_To do_.
What is needed is a single figure: how many lines of the records below contain the word "field".

_Data under study_.

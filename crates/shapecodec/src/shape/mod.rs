// SPDX-License-Identifier: Apache-2.0 OR MIT
// Copyright (c) 2025-2026 naskel.com

//! Shape model: what the generator knows about the types it encodes.
//!
//! # Architecture
//!
//! ```text
//! ShapeRegistry
//!   +-- ObjectShape (name, kind, base, members, constructors, custom, dynamic)
//!         +-- MemberShape (name, TypeShape, access flags, MemberAttributes)
//!         +-- ConstructorShape (params, preferred)
//!
//! TypeShape = ShapeKind + Nullability
//!   Primitive | Enum | Known | Array | Collection | Dictionary
//!   | NullableWrapper | Named | Param
//! ```
//!
//! Shapes are plain data and serde-serializable, so a schema can be written
//! by hand in TOML or JSON and loaded with [`ShapeRegistry::from_file`].

pub mod attributes;
pub mod kind;
pub mod object;
pub mod registry;
pub mod type_shape;

pub use attributes::{
    Conversion, CustomMethods, DynamicTypes, MemberAttributes, ResolverShape, StreamParam,
    VersionGate,
};
pub use kind::{InsertMethod, KnownKind, MemberKind, Nullability, ObjectKind, PrimitiveKind};
pub use object::{ConstructorShape, MemberShape, ObjectShape, ObjectShapeBuilder, ParamShape};
pub use registry::{SchemaFile, ShapeRegistry};
pub use type_shape::{
    CollectionShape, DictionaryShape, EnumShape, EnumVariant, ShapeKind, TypeKey, TypeShape,
};
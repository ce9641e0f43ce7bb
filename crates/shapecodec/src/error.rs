// SPDX-License-Identifier: Apache-2.0 OR MIT
// Copyright (c) 2025-2026 naskel.com

//! Error types.
//!
//! Three layers fail differently:
//! - [`ShapeError`]: a shape description is malformed (bad nullability,
//!   unknown type, generic arity mismatch).
//! - [`GenerationError`]: generation cannot continue at all. Recoverable
//!   problems are reported as [`crate::Diagnostic`]s instead.
//! - [`CodecError`]: encoding or decoding a concrete value failed.

use thiserror::Error;

/// Malformed shape description.
#[derive(Debug, Clone, PartialEq, Eq, Error)]
pub enum ShapeError {
    #[error("unknown type '{0}'")]
    UnknownType(String),

    #[error("type '{0}' is already registered")]
    Duplicate(String),

    #[error("invalid nullability on '{shape}': {reason}")]
    InvalidNullability { shape: String, reason: String },

    #[error("generic arity mismatch for '{name}': expected {expected}, got {got}")]
    ArityMismatch {
        name: String,
        expected: usize,
        got: usize,
    },

    #[error("invalid shape '{shape}': {reason}")]
    Invalid { shape: String, reason: String },

    #[error("failed to parse schema: {0}")]
    Parse(String),
}

/// Unrecoverable generation failure.
#[derive(Debug, Clone, Error)]
pub enum GenerationError {
    /// Annotation contradicts the member it sits on.
    #[error("fatal: {0}")]
    Fatal(String),

    #[error(transparent)]
    Shape(#[from] ShapeError),
}

pub type GenResult<T> = Result<T, GenerationError>;

/// Encode/decode failure on a concrete value or stream.
#[derive(Debug, Clone, PartialEq, Error)]
pub enum CodecError {
    #[error("unexpected end of stream at offset {offset}: need {need} bytes, have {have}")]
    UnexpectedEof {
        offset: usize,
        need: usize,
        have: usize,
    },

    #[error("invalid UTF-8 string at offset {offset}")]
    InvalidUtf8 { offset: usize },

    #[error("malformed 7-bit encoded integer at offset {offset}")]
    Malformed7Bit { offset: usize },

    #[error("invalid presence flag {flag} at offset {offset}")]
    InvalidFlag { flag: u8, offset: usize },

    #[error("negative length {len} at offset {offset}")]
    NegativeLength { len: i64, offset: usize },

    #[error("unsupported discriminant {discriminant} for dynamic type '{type_name}'")]
    UnsupportedDiscriminant { type_name: String, discriminant: i32 },

    #[error("no dynamic candidate of '{type_name}' accepts a value of type '{found}'")]
    NoDynamicCandidate { type_name: String, found: String },

    #[error("type mismatch: expected {expected}, found {found}")]
    TypeMismatch { expected: String, found: String },

    #[error("missing field '{field}' on '{type_name}'")]
    MissingField { type_name: String, field: String },

    #[error("value out of range: {0}")]
    OutOfRange(String),

    #[error("no {kind} registered under '{name}'")]
    MissingHook { kind: &'static str, name: String },

    #[error("hook '{name}' failed: {reason}")]
    Hook { name: String, reason: String },

    #[error("nesting depth exceeds limit {limit}")]
    DepthExceeded { limit: usize },

    #[error("no encoder available for '{type_name}'")]
    EncoderUnavailable { type_name: String },

    #[error("no decoder available for '{type_name}'")]
    DecoderUnavailable { type_name: String },

    #[error("codec generation failed for '{type_name}': {reason}")]
    Generation { type_name: String, reason: String },
}

pub type CodecResult<T> = Result<T, CodecError>;

impl CodecError {
    pub(crate) fn mismatch(expected: impl Into<String>, found: impl Into<String>) -> Self {
        Self::TypeMismatch {
            expected: expected.into(),
            found: found.into(),
        }
    }

    pub(crate) fn missing_hook(kind: &'static str, name: impl Into<String>) -> Self {
        Self::MissingHook {
            kind,
            name: name.into(),
        }
    }
}
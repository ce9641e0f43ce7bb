// SPDX-License-Identifier: Apache-2.0 OR MIT
// Copyright (c) 2025-2026 naskel.com

//! Enum strategy: enums travel as their underlying integer.

use super::Outcome;
use crate::context::CodecContext;
use crate::descriptor::ValueDescriptor;
use crate::error::GenResult;
use crate::ir::{LocalId, Op};
use crate::shape::ShapeKind;

pub fn encode(ctx: &mut CodecContext<'_>, desc: &ValueDescriptor) -> GenResult<Outcome> {
    let ShapeKind::Enum(shape) = &desc.shape.kind else {
        return Ok(Outcome::NotExecuted);
    };
    let src = ctx.place_of(desc)?;
    ctx.emit(Op::WriteEnum {
        type_name: shape.name.clone(),
        underlying: shape.underlying,
        src,
    })?;
    Ok(Outcome::Done)
}

pub fn decode(
    ctx: &mut CodecContext<'_>,
    desc: &ValueDescriptor,
    dst: LocalId,
) -> GenResult<Outcome> {
    let ShapeKind::Enum(shape) = &desc.shape.kind else {
        return Ok(Outcome::NotExecuted);
    };
    ctx.emit(Op::ReadEnum {
        type_name: shape.name.clone(),
        underlying: shape.underlying,
        dst,
    })?;
    Ok(Outcome::Done)
}
// SPDX-License-Identifier: Apache-2.0 OR MIT
// Copyright (c) 2025-2026 naskel.com

//! User-conversion strategy.
//!
//! A member annotated with a converter is encoded as the converter's output.
//! Encode converts into a local and restarts the chain on it. Decode restarts
//! the chain on a wire-typed temporary and converts back in a finalizer.
//!
//! A converted member that is also version-gated is converted inside the
//! gate: conversion waits until the versioned strategy has run.

use super::{Outcome, Rewrite, StrategyFlags};
use crate::context::CodecContext;
use crate::descriptor::ValueDescriptor;
use crate::diagnostics::DiagnosticCode;
use crate::error::{GenResult, GenerationError};
use crate::ir::{ConvertDirection, LocalId, Op, Place};
use crate::shape::{Conversion, MemberAttributes, TypeShape};

/// Wire shape for `desc`, or `None` after reporting a bad annotation.
fn target_shape(
    ctx: &mut CodecContext<'_>,
    desc: &ValueDescriptor,
    conversion: &Conversion,
) -> GenResult<Option<TypeShape>> {
    if let Some(source) = &conversion.source {
        if source.non_null() != desc.shape.non_null() {
            return Err(GenerationError::Fatal(format!(
                "converter '{}' expects {} but member '{}' is {}",
                conversion.converter,
                source.type_name(),
                desc.name,
                desc.shape.type_name()
            )));
        }
    }
    match conversion.select_target() {
        Ok(target) => Ok(Some(target.clone())),
        Err(reason) => {
            ctx.report(DiagnosticCode::InvalidAnnotation, Some(&desc.name), reason);
            Ok(None)
        }
    }
}

fn pending(desc: &ValueDescriptor, mask: StrategyFlags) -> Option<Conversion> {
    if desc.attrs.version.is_some() && mask.contains(StrategyFlags::VERSIONED) {
        return None;
    }
    desc.attrs.convert.clone()
}

/// Annotations that still apply to the converted value.
fn remaining_attrs(desc: &ValueDescriptor) -> MemberAttributes {
    MemberAttributes {
        convert: None,
        custom: None,
        ..(*desc.attrs).clone()
    }
}

pub fn encode(
    ctx: &mut CodecContext<'_>,
    desc: &ValueDescriptor,
    mask: StrategyFlags,
) -> GenResult<Outcome> {
    let Some(conversion) = pending(desc, mask) else {
        return Ok(Outcome::NotExecuted);
    };
    let Some(target) = target_shape(ctx, desc, &conversion)? else {
        return Ok(Outcome::Failed);
    };

    let src = ctx.place_of(desc)?;
    let (wire, _) = ctx.bind_local(&format!("{}_wire", desc.name), target.clone())?;
    let wire_name = ctx.local_name(wire)?;
    ctx.emit(Op::Convert {
        converter: conversion.converter,
        direction: ConvertDirection::ToWire,
        src,
        dst: wire,
    })?;

    let descriptor = desc
        .rebind(&wire_name, target)
        .with_attrs(remaining_attrs(desc));
    Ok(Outcome::Retry(Rewrite {
        descriptor,
        target: None,
        finalizer: None,
    }))
}

pub fn decode(
    ctx: &mut CodecContext<'_>,
    desc: &ValueDescriptor,
    dst: LocalId,
    mask: StrategyFlags,
) -> GenResult<Outcome> {
    let Some(conversion) = pending(desc, mask) else {
        return Ok(Outcome::NotExecuted);
    };
    let Some(target) = target_shape(ctx, desc, &conversion)? else {
        return Ok(Outcome::Failed);
    };

    let wire = ctx.declare_local(&format!("{}_wire", desc.name), &target)?;
    let wire_name = ctx.local_name(wire)?;
    let finalizer = Op::Convert {
        converter: conversion.converter,
        direction: ConvertDirection::FromWire,
        src: Place::Local(wire),
        dst,
    };

    let descriptor = desc
        .rebind(&wire_name, target)
        .with_attrs(remaining_attrs(desc));
    Ok(Outcome::Retry(Rewrite {
        descriptor,
        target: Some(wire),
        finalizer: Some(finalizer),
    }))
}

_Finished task_.
2